Animais Aves Silvestres

Belga é preso em Guarulhos com 18 aves nativas escondidas na mala ao tentar embarcar para a França

Um cidadão belga foi preso neste sábado (18) no Aeroporto Internacional de Guarulhos (SP) após tentar embarcar para a França com 18 aves silvestres da fauna brasileira escondidas dentro da mala. O flagrante foi feito por agentes da Polícia Federal (PF) durante a inspeção de bagagens com raio-x na área de embarque internacional.

Os policiais notaram a presença de pequenas caixas dentro de uma das malas e, ao abrirem o compartimento, encontraram os pássaros vivos, todos acondicionados de forma precária e sem ventilação adequada. As aves apresentavam sinais de estresse e debilidade devido ao confinamento e foram imediatamente resgatadas.

O Instituto Brasileiro do Meio Ambiente e dos Recursos Naturais Renováveis (Ibama) foi acionado para identificar e avaliar as condições dos animais. De acordo com o órgão, as espécies apreendidas são nativas e ameaçadas de redução populacional, o que torna o crime ainda mais grave. Entre os pássaros estavam 2 tangarazinhos, 5 saíras-sete-cores, 7 saíras-douradinhas, 2 saíras-militar e 2 saíras-da-terra — todas conhecidas pelo colorido exuberante e pela alta procura no tráfico de animais silvestres.

As aves foram encaminhadas aos cuidados do Ibama, onde receberão atendimento veterinário e passarão por um processo de reabilitação antes de serem devolvidas à natureza. O órgão ressaltou que o transporte irregular causa graves danos à fauna brasileira, sendo uma das principais causas da morte de milhares de animais por ano.

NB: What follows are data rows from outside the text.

//! Capture/display controller: session state, the command reducer and the
//! per-frame render step

use std::time::Instant;

use tracing::{debug, error, info, warn};

use crate::capture::{CaptureBackend, CaptureError, CaptureRequest, FrameBuffer, LiveStream};
use crate::display::surface::{SurfaceOptions, SurfaceState};
use crate::filter::{self, FilterMode};

pub const READY_MESSAGE: &str = "Press S to start the camera";
pub const REQUESTING_MESSAGE: &str = "Requesting camera access...";
pub const STARTED_MESSAGE: &str = "Camera started! Try different effects below.";
pub const STOPPED_MESSAGE: &str = "Camera stopped";

#[derive(Debug, Clone, Copy, PartialEq, Eq)]
pub enum Command {
    Start,
    Stop,
    SetFilter(FilterMode),
}

#[derive(Debug, Clone, PartialEq, Eq)]
pub enum CommandOutcome {
    Applied,
    /// Command not enabled in the current state; nothing changed
    Ignored,
    Failed(CaptureError),
}

#[derive(Debug, Clone, PartialEq, Eq)]
pub struct Status {
    pub message: String,
    pub is_error: bool,
}

impl Status {
    fn info(message: impl Into<String>) -> Self {
        Self {
            message: message.into(),
            is_error: false,
        }
    }

    fn error(message: impl Into<String>) -> Self {
        Self {
            message: message.into(),
            is_error: true,
        }
    }
}

/// Which commands may currently be issued
#[derive(Debug, Clone, Copy, PartialEq, Eq)]
pub struct Enablement {
    pub start: bool,
    pub stop: bool,
    pub filters: bool,
    /// Mode command shown as selected
    pub active_filter: FilterMode,
}

impl Enablement {
    pub fn allows(&self, command: Command) -> bool {
        match command {
            Command::Start => self.start,
            Command::Stop => self.stop,
            Command::SetFilter(_) => self.filters,
        }
    }
}

/// Output of one tick: the display-surface pixels and how to show them
#[derive(Debug, Clone, PartialEq)]
pub struct RenderedFrame {
    pub pixels: FrameBuffer,
    pub surface: SurfaceState,
}

pub struct Session {
    active: bool,
    filter_mode: FilterMode,
    stream: Option<Box<dyn LiveStream>>,
    surface: SurfaceState,
    status: Status,
    request: CaptureRequest,
    options: SurfaceOptions,
}

impl Session {
    pub fn new(request: CaptureRequest, options: SurfaceOptions) -> Self {
        Self {
            active: false,
            filter_mode: FilterMode::Passthrough,
            stream: None,
            surface: SurfaceState::preview(request.ideal_width, request.ideal_height),
            status: Status::info(READY_MESSAGE),
            request,
            options,
        }
    }

    pub fn is_active(&self) -> bool {
        self.active
    }

    pub fn filter_mode(&self) -> FilterMode {
        self.filter_mode
    }

    pub fn surface(&self) -> &SurfaceState {
        &self.surface
    }

    pub fn status(&self) -> &Status {
        &self.status
    }

    pub fn enablement(&self) -> Enablement {
        Enablement {
            start: !self.active,
            stop: self.active,
            filters: self.active,
            active_filter: self.filter_mode,
        }
    }

    fn start(&mut self, backend: &dyn CaptureBackend) -> CommandOutcome {
        if self.active {
            debug!("start ignored, stream already running");
            return CommandOutcome::Ignored;
        }

        self.status = Status::info(REQUESTING_MESSAGE);
        info!("{}", REQUESTING_MESSAGE);

        match backend.acquire(&self.request) {
            Ok(stream) => {
                let (width, height) = stream.dimensions();
                self.surface = SurfaceState::preview(width, height);
                self.surface.apply_mode(self.filter_mode, &self.options);
                self.stream = Some(stream);
                self.active = true;
                self.status = Status::info(STARTED_MESSAGE);
                info!(width, height, mode = self.filter_mode.name(), "camera started");
                CommandOutcome::Applied
            }
            Err(e) => {
                error!("Error accessing camera: {}", e);
                self.status = Status::error(format!("Error: {}", e));
                CommandOutcome::Failed(e)
            }
        }
    }

    fn stop(&mut self) -> CommandOutcome {
        if !self.active {
            return CommandOutcome::Ignored;
        }

        if let Some(mut stream) = self.stream.take() {
            stream.stop();
        }
        self.active = false;
        self.surface = SurfaceState::preview(self.surface.width, self.surface.height);
        self.status = Status::info(STOPPED_MESSAGE);
        info!("camera stopped");
        CommandOutcome::Applied
    }

    fn set_filter(&mut self, mode: FilterMode) -> CommandOutcome {
        if !self.active {
            debug!(mode = mode.name(), "filter change ignored while inactive");
            return CommandOutcome::Ignored;
        }

        self.filter_mode = mode;
        self.surface.apply_mode(mode, &self.options);
        debug!(mode = mode.name(), surface = ?self.surface.visible, "filter selected");
        CommandOutcome::Applied
    }

    /// One render-loop iteration. `None` while inactive or when the stream
    /// has no ready frame.
    pub fn tick(&mut self) -> Option<RenderedFrame> {
        if !self.active {
            return None;
        }
        let frame = self.stream.as_mut()?.poll_frame()?;

        if frame.dimensions() != (self.surface.width, self.surface.height) {
            warn!(
                "dropping {}x{} frame on {}x{} surface",
                frame.width(),
                frame.height(),
                self.surface.width,
                self.surface.height
            );
            metrics::counter!("frames_dropped").increment(1);
            return None;
        }

        let started = Instant::now();
        let pixels = filter::render(self.filter_mode, &frame);
        metrics::histogram!("tick_time_us").record(started.elapsed().as_micros() as f64);

        Some(RenderedFrame {
            pixels,
            surface: self.surface,
        })
    }
}

impl Drop for Session {
    fn drop(&mut self) {
        self.stop();
    }
}

/// Apply one command to the session
pub fn handle_command(
    session: &mut Session,
    backend: &dyn CaptureBackend,
    command: Command,
) -> CommandOutcome {
    match command {
        Command::Start => session.start(backend),
        Command::Stop => session.stop(),
        Command::SetFilter(mode) => session.set_filter(mode),
    }
}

Segundo a PF, o passageiro não possuía qualquer documentação que autorizasse a captura, o manejo ou o transporte das aves, o que configura crime ambiental. As investigações também apontaram que o homem já havia viajado ao Brasil onze vezes desde 2023, o que levanta suspeitas de envolvimento em uma possível rede internacional de tráfico de animais silvestres.

O suspeito foi levado à sede da Polícia Federal em Guarulhos, onde prestou depoimento. Ele deve ser encaminhado à Justiça Federal e pode responder por crimes contra a fauna, receptação e maus-tratos, cujas penas somadas podem ultrapassar cinco anos de prisão.

O caso volta a chamar atenção para o tráfico internacional de animais brasileiros, um dos maiores do mundo. Estima-se que milhões de aves, répteis e mamíferos sejam retirados anualmente de seus habitats naturais e vendidos ilegalmente, muitas vezes para colecionadores estrangeiros.

As autoridades reforçam o alerta de que a compra e o transporte ilegal de animais silvestres contribuem para o desequilíbrio ecológico e a extinção de espécies. A PF e o Ibama continuam investigando o caso para identificar possíveis comparsas do suspeito e a rota utilizada para envio dos animais ao exterior.